Grier opted to transfer following the 2022 season, signing to play with the Arkansas Razorbacks for his final year of college football. On his first play with Arkansas, he intercepted a pass and returned it for a touchdown. Playing as the third linebacker for Arkansas, he finished seventh on the team with 36 tackles in his lone year as a Razorback. He declared for the 2024 NFL draft.

==Professional career==

Pre-draft measurables
| Height | Weight | Arm length | Hand span | Wingspan | 40-yard dash | 10-yard split | 20-yard split | 20-yard shuttle | Three-cone drill | Vertical jump | Broad jump | Bench press |
| 5 ft 11+7⁄8 in (1.83 m) | 230 lb (104 kg) | 30+1⁄2 in (0.77 m) | 9+3⁄4 in (0.25 m) | 6 ft 1+5⁄8 in (1.87 m) | 4.64 s | 1.56 s | 2.62 s | 4.39 s | 7.44 s | 36.5 in (0.93 m) | 9 ft 10 in (3.00 m) | 22 reps |
All values from Pro Day

=== Tampa Bay Buccaneers ===
After going unselected in the 2024 NFL draft, Grier signed with the Tampa Bay Buccaneers as an undrafted free agent. He was waived on August 27, 2024, and re-signed to the practice squad the following day.
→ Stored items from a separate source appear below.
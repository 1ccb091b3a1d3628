//! # Clinic Core
//!
//! Vitals data layer of the clinic backend, on top of an openEHR clinical data repository.
//!
//! - Saving, updating and deleting vitals recordings as flat compositions
//! - Reading a patient's vitals history back through AQL and normalising every result shape
//!   into [`VitalsRecord`]s
//! - Template discovery, merging local web templates with the repository's listing
//!
//! **No API concerns**: HTTP routing and the command line belong in `api-rest` and `cli`.
//! Everything here talks to the repository through the [`Transport`] trait.

pub mod cache;
pub mod config;
pub mod constants;
pub mod ehr;
pub mod error;
pub mod fields;
pub mod history;
pub mod normalizer;
pub mod query;
pub mod reader;
pub mod record;
pub mod service;
pub mod templates;
pub mod transport;
pub mod writer;

pub use config::{CompositionDefaults, CoreConfig, Credentials};
pub use ehr::EhrSummary;
pub use error::{Operation, VitalsError, VitalsResult};
pub use fields::{FieldTable, VitalSign};
pub use history::ChartPoint;
pub use query::QueryShape;
pub use record::{BloodPressure, Pulse, Quantity, Spo2, VitalsRecord};
pub use service::VitalsService;
pub use templates::{TemplateRegistry, TemplateSource, TemplateSummary};
pub use transport::{
    cancel_pair, CallOptions, CancelHandle, CancelSignal, HttpTransport, RepositoryRequest,
    RepositoryResponse, Transport,
};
He was signed to the active roster off the practice squad on October 1. He was waived on November 22, and re-signed to the practice squad. On December 7, Grier was promoted to the active roster. On December 31, the Buccaneers re-signed Grier to their practice squad. He signed a reserve/future contract on January 14, 2025.
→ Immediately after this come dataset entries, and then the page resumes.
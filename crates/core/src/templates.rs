//! Template registry.
//!
//! Templates come from two places:
//! - web-template JSON files in a local directory, loaded once at start-up
//! - the repository's template listing (`GET /definition/template/adl1.4`)
//!
//! The registry also owns the [`FieldTable`] used for each template. Templates without an
//! explicit table reuse the vitals vocabulary under their own web-template root.

use crate::error::Operation;
use crate::fields::FieldTable;
use crate::transport::{dispatch, CallOptions, Method, RepositoryRequest, Transport};
use crate::{VitalsError, VitalsResult};
use clinic_types::TemplateId;
use openehr::template::{read_listing, web_template_id, web_template_root, TemplateListItem};
use openehr::{JSON_CONTENT_TYPE, WEB_TEMPLATE_CONTENT_TYPE};
use serde::Serialize;
use serde_json::Value;
use std::collections::{HashMap, HashSet};
use std::path::{Path, PathBuf};
use tracing::{debug, warn};

/// Display names for template ids that do not humanise well.
const NAME_ALIASES: &[(&str, &str)] = &[("gynaec_case_record", "Gynaecology Case Record")];

#[derive(Clone, Copy, Debug, PartialEq, Eq, Serialize)]
#[serde(rename_all = "lowercase")]
pub enum TemplateSource {
    Local,
    Remote,
}

/// One entry of the merged template listing.
#[derive(Clone, Debug, PartialEq, Eq, Serialize)]
#[serde(rename_all = "camelCase")]
pub struct TemplateSummary {
    pub template_id: String,
    pub name: String,
    #[serde(skip_serializing_if = "Option::is_none")]
    pub description: Option<String>,
    pub source: TemplateSource,
}

impl TemplateSummary {
    pub fn from_remote(item: &TemplateListItem) -> Self {
        Self {
            template_id: item.template_id.clone(),
            name: item
                .concept
                .clone()
                .filter(|c| !c.trim().is_empty())
                .unwrap_or_else(|| humanise_template_id(&item.template_id)),
            description: item.description.clone(),
            source: TemplateSource::Remote,
        }
    }

    /// Case-insensitive match on the name or the template id.
    pub fn matches(&self, term: &str) -> bool {
        let term = term.trim().to_lowercase();
        term.is_empty()
            || self.name.to_lowercase().contains(&term)
            || self.template_id.to_lowercase().contains(&term)
    }
}

/// A web template read from the local template directory.
#[derive(Clone, Debug, PartialEq)]
pub struct LocalTemplate {
    pub template_id: TemplateId,
    pub path: PathBuf,
    pub web_template: Value,
}

impl LocalTemplate {
    pub fn summary(&self) -> TemplateSummary {
        TemplateSummary {
            template_id: self.template_id.to_string(),
            name: friendly_name(self.template_id.as_str(), &self.web_template),
            description: Some(format!("Local template from {}", self.path.display())),
            source: TemplateSource::Local,
        }
    }
}

fn non_empty_str(value: Option<&Value>) -> Option<&str> {
    value.and_then(Value::as_str).filter(|s| !s.trim().is_empty())
}

/// Best available display name of a web template.
///
/// Tries, in order: `name`, `concept`, the English `tree.localizedNames`, `tree.name`,
/// `tree.localizedName` and `tree.id` (each skipped when equal to the template id), and finally
/// a name derived from the id itself.
pub fn extract_template_name(template_id: &str, web_template: &Value) -> String {
    name_from_web_template(template_id, web_template)
        .or_else(|| {
            meaningful_id_part(template_id)
                .filter(|part| *part != "example")
                .map(capitalise)
        })
        .unwrap_or_else(|| template_id.to_string())
}

/// Display name of a template: a name declared by the web template, otherwise the humanised id.
pub fn friendly_name(template_id: &str, web_template: &Value) -> String {
    name_from_web_template(template_id, web_template)
        .unwrap_or_else(|| humanise_template_id(template_id))
}

fn name_from_web_template(template_id: &str, web_template: &Value) -> Option<String> {
    if let Some(name) = non_empty_str(web_template.get("name"))
        .or_else(|| non_empty_str(web_template.get("concept")))
    {
        return Some(name.to_string());
    }

    let tree = web_template.get("tree")?;
    let candidates = [
        tree.get("localizedNames").and_then(|n| n.get("en")),
        tree.get("name"),
        tree.get("localizedName"),
        tree.get("id"),
    ];
    candidates
        .into_iter()
        .filter_map(non_empty_str)
        .find(|name| *name != template_id)
        .map(str::to_string)
}

/// The last dot-separated part of an id that is not a version or a number:
/// `jitendra.choudhary.vitals.v1` → `vitals`.
fn meaningful_id_part(template_id: &str) -> Option<&str> {
    template_id
        .split('.')
        .filter(|part| {
            !part.is_empty() && !is_version(part) && !part.chars().all(|c| c.is_ascii_digit())
        })
        .last()
}

fn is_version(part: &str) -> bool {
    part.strip_prefix('v')
        .is_some_and(|rest| !rest.is_empty() && rest.chars().all(|c| c.is_ascii_digit()))
}

/// `gynaec_case_record_jitendra.v0` → `Gynaecology Case Record`, `blood_sugar.v1` → `Blood Sugar`.
pub fn humanise_template_id(template_id: &str) -> String {
    if let Some((_, alias)) = NAME_ALIASES
        .iter()
        .find(|(needle, _)| template_id.contains(needle))
    {
        return (*alias).to_string();
    }

    let stem = meaningful_id_part(template_id).unwrap_or(template_id);
    let humanised = stem
        .split('_')
        .filter(|part| !part.is_empty())
        .map(capitalise)
        .collect::<Vec<_>>()
        .join(" ");
    if humanised.is_empty() {
        template_id.to_string()
    } else {
        humanised
    }
}

fn capitalise(word: &str) -> String {
    let mut chars = word.chars();
    match chars.next() {
        Some(first) => first.to_uppercase().chain(chars).collect(),
        None => String::new(),
    }
}

/// Local templates first, then remote ones not already listed locally, with `pinned` moved to
/// the front. A failed remote listing leaves only the local templates.
pub fn merge_listing(
    local: Vec<TemplateSummary>,
    remote: VitalsResult<Vec<TemplateSummary>>,
    pinned: &str,
) -> Vec<TemplateSummary> {
    let mut merged = local;
    match remote {
        Ok(remote) => {
            let known: HashSet<String> = merged.iter().map(|t| t.template_id.clone()).collect();
            merged.extend(
                remote
                    .into_iter()
                    .filter(|t| !known.contains(&t.template_id)),
            );
        }
        Err(e) => warn!(error = %e, "remote template listing failed; using local templates only"),
    }

    // Stable, so everything else keeps its order.
    merged.sort_by_key(|t| t.template_id != pinned);
    merged
}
On August 26, 2025, Grier was waived by the Buccaneers with an injury designation as part of final roster cuts.

=== Louisville Kings ===
On February 19, 2026, Grier signed with the Louisville Kings of the United Football League (UFL).

=== Chicago Bears ===
On August 25, 2026, Grier signed with the Chicago Bears, but was waived five days later.